Thursday, August 14, 2008

Marathon Runners Hit the Great Wall; Must Run Around

Posted: So it can be seen from space

BO HAI, China -- China, perhaps best known for its ancient proverbs and awe-inspiring Great Wall, brought the two together yesterday in a stunning way. During mile 21 of the Olympic marathon, several runners hit the Wall -- literally -- forcing them to find an alternate route around the Great Wall, which added 2,380 kilometers through outer Mongolia to the normally 26.2-mile endurance run.

"The course just stopped," said Kenyan marathoner Martin Lel, the only runner to finish the new longer race -- and still well within qualifying times for a normal marathon, at 2:05:15.

Many Western runners cried foul over the marathon's flawed route, accusing the Chinese government of stonewalling because its countrymen aren't competitive in one of the summer Games' oldest and most prestigious events. Chinese officials countered that the route was not flawed at all.

"Americans just don't understand the metric system," said Liu Peng, China's sports minister. "2,380 kilometers equals 26.2 U.S. miles. It's not our fault that runners from 'The World's Only Remaining Superpower' couldn't figure out the conversion."

When Martin Lel was asked how he accomplished the task, he said, "Kenyans always carry a Trapper Keeper with a conversion table. Always."

Wednesday, August 13, 2008

Chinese Commuter Wins Cycling Gold ... With Family On Board

Posted: Live! As it happens! With a 17-hour time delay! And censoring!

FUXIN, China -- Sixty-seven-year-old Ran Kuo Hui has made both his country and his family proud by bringing home a gold medal in the 152-mile Olympic road race.

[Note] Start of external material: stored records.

//! State snapshotter.
//!
//! Collects the three documents a reconciliation decision needs: what an
//! `apply` would produce, what a `create` would produce, and what is live
//! right now. The calls are strictly sequential.

use serde::Serialize;
use serde_json::Value;
use tokio_util::sync::CancellationToken;
use tracing::{debug, info};

use crate::config::ResourceDescriptor;
use crate::error::{DocumentError, Result};
use crate::kubectl::KubectlClient;

/// Parsed documents describing one resource.
#[derive(Debug, Clone, PartialEq, Serialize)]
pub struct Snapshot {
    /// Live document, absent when the resource does not exist.
    pub normalized_actual: Option<Value>,
    /// Dry-run `apply` preview.
    pub normalized_applied: Value,
    /// Dry-run `create` preview.
    pub normalized_template: Value,
}

/// Everything the snapshotter collected for one resource.
#[derive(Debug, Clone, PartialEq, Serialize)]
pub struct CollectedState {
    /// Whether the resource currently exists.
    pub exists: bool,
    /// Parsed documents.
    pub snapshot: Snapshot,
    /// Live YAML rendering, for display only.
    pub display_spec: Option<String>,
}

/// Collects snapshots through the external tool.
#[derive(Debug, Clone)]
pub struct Snapshotter<'a> {
    client: &'a KubectlClient,
}

impl<'a> Snapshotter<'a> {
    /// Creates a snapshotter using the given client.
    #[must_use]
    pub const fn new(client: &'a KubectlClient) -> Self {
        Self { client }
    }

    /// Collects the previews and live state for a descriptor.
    ///
    /// # Errors
    ///
    /// Returns an error if any invocation fails or its output is not valid
    /// JSON.
    pub async fn collect(
        &self,
        descriptor: &ResourceDescriptor,
        cancel: &CancellationToken,
    ) -> Result<CollectedState> {
        info!("Collecting state for {}", descriptor.display_name());
        let dry_run = self.client.dry_run_arg();

        let applied = self
            .client
            .capture_with_manifest("apply", descriptor, &[dry_run, "--output", "json"], cancel)
            .await?;
        let normalized_applied = parse_document("applied", &applied)?;

        let template = self
            .client
            .capture_with_manifest("create", descriptor, &[dry_run, "--output", "json"], cancel)
            .await?;
        let normalized_template = parse_document("template", &template)?;

        let actual = self.read_live(descriptor, "json", cancel).await?;
        let normalized_actual = if actual.trim().is_empty() {
            None
        } else {
            Some(parse_document("actual", &actual)?)
        };

        let exists = normalized_actual.is_some();
        let display_spec = if exists {
            Some(self.read_live(descriptor, "yaml", cancel).await?)
        } else {
            debug!("{} does not exist", descriptor.display_name());
            None
        };

        Ok(CollectedState {
            exists,
            snapshot: Snapshot {
                normalized_actual,
                normalized_applied,
                normalized_template,
            },
            display_spec,
        })
    }

    /// Reads the live resource; a missing resource yields empty output.
    async fn read_live(
        &self,
        descriptor: &ResourceDescriptor,
        format: &str,
        cancel: &CancellationToken,
    ) -> Result<String> {
        let request = self
            .client
            .request()
            .arg("get")
            .args(&descriptor.add_args)
            .arg("--output")
            .arg(format)
            .arg("--ignore-not-found")
            .arg("--namespace")
            .arg(&descriptor.namespace)
            .arg("--")
            .arg(&descriptor.resource_type)
            .arg(&descriptor.name);

        self.client.capture(&request, cancel).await
    }
}

fn parse_document(document: &str, text: &str) -> Result<Value> {
    serde_json::from_str(text).map_err(|e| DocumentError::parse(document, e.to_string()).into())
}
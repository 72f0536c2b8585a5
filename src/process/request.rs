//! Execution request types.

use std::path::{Path, PathBuf};

use super::escape::ShellFlavor;

/// A single invocation of an external tool.
///
/// Arguments are optional so callers can build argument lists with
/// conditional flags; `None` entries are dropped before quoting.
#[derive(Debug, Clone, PartialEq, Eq)]
pub struct ExecutionRequest {
    /// Executable name or path.
    pub command: String,
    /// Positional arguments, in order.
    pub arguments: Vec<Option<String>>,
    /// Directory the process runs in. Created if absent.
    pub working_directory: PathBuf,
}

impl ExecutionRequest {
    /// Creates a request with no arguments.
    #[must_use]
    pub fn new(command: impl Into<String>, working_directory: impl Into<PathBuf>) -> Self {
        Self {
            command: command.into(),
            arguments: Vec::new(),
            working_directory: working_directory.into(),
        }
    }

    /// Appends one argument.
    #[must_use]
    pub fn arg(mut self, arg: impl Into<String>) -> Self {
        self.arguments.push(Some(arg.into()));
        self
    }

    /// Appends an argument only when present.
    #[must_use]
    pub fn arg_opt(mut self, arg: Option<impl Into<String>>) -> Self {
        self.arguments.push(arg.map(Into::into));
        self
    }

    /// Appends several arguments.
    #[must_use]
    pub fn args<I, S>(mut self, args: I) -> Self
    where
        I: IntoIterator<Item = S>,
        S: Into<String>,
    {
        self.arguments.extend(args.into_iter().map(|a| Some(a.into())));
        self
    }

    /// Returns the arguments that survive `None` filtering.
    pub fn present_arguments(&self) -> impl Iterator<Item = &str> {
        self.arguments.iter().filter_map(Option::as_deref)
    }

    /// Returns the quoted argument string, without the command.
    #[must_use]
    pub fn escaped_arguments(&self, flavor: ShellFlavor) -> String {
        flavor.join(self.present_arguments())
    }

    /// Returns the full quoted command line.
    #[must_use]
    pub fn command_line(&self, flavor: ShellFlavor) -> String {
        let args = self.escaped_arguments(flavor);
        let command = flavor.escape(&self.command);
        if args.is_empty() {
            command
        } else {
            format!("{command} {args}")
        }
    }

    /// Returns the working directory.
    #[must_use]
    pub fn working_directory(&self) -> &Path {
        &self.working_directory
    }
}

#[cfg(test)]
mod tests {
    use super::*;

    #[test]
    fn test_none_arguments_are_dropped() {
        let request = ExecutionRequest::new("kubectl", "/tmp")
            .arg("delete")
            .arg_opt(None::<String>)
            .arg("--ignore-not-found")
            .arg_opt(Some("--force"));

        assert_eq!(
            request.command_line(ShellFlavor::Posix),
            "kubectl delete --ignore-not-found --force"
        );
    }

    #[test]
    fn test_command_line_quotes_arguments() {
        let request = ExecutionRequest::new("kubectl", "/tmp").args(["get", "my job"]);

        assert_eq!(request.command_line(ShellFlavor::Posix), "kubectl get 'my job'");
        assert_eq!(
            request.command_line(ShellFlavor::Windows),
            "kubectl get \"my job\""
        );
    }
}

His family was on hand and on board to cheer him on as he and they crossed the finish line.

Ran, a butcher, normally commutes by bike every morning from his home in Fuxin in northeast China to Fuzhou in southeast China -- a nearly 2,000-mile trip -- so the 152-mile road race was a breeze. Accompanying him on the bike were his wife, grandmother, three children, and seven grandchildren.

"I even slept for part of the time," he said through a translator, with a wide smile that showed off his three pearly yellows.

Ran has owned the bike since 1943, when he purchased it from a rival butcher for three plump chickens.

"He made it look easy," said Samuel Sanchez of Spain, who came in a close second to Ran, at 6:23:56. "This pollution hanging over the capital makes it extremely difficult to get your breathing rhythm down." When asked how he managed to find the lung capacity to carry his 12-member family 152 miles through Beijing's rolling hills, Ran laughed.

"Before becoming a butcher, I was an asbestos sprayer in a coal mine for 38 years and had a second job bleaching floors in a benzene factory," he said. "Compared to that, this is the air of the gods."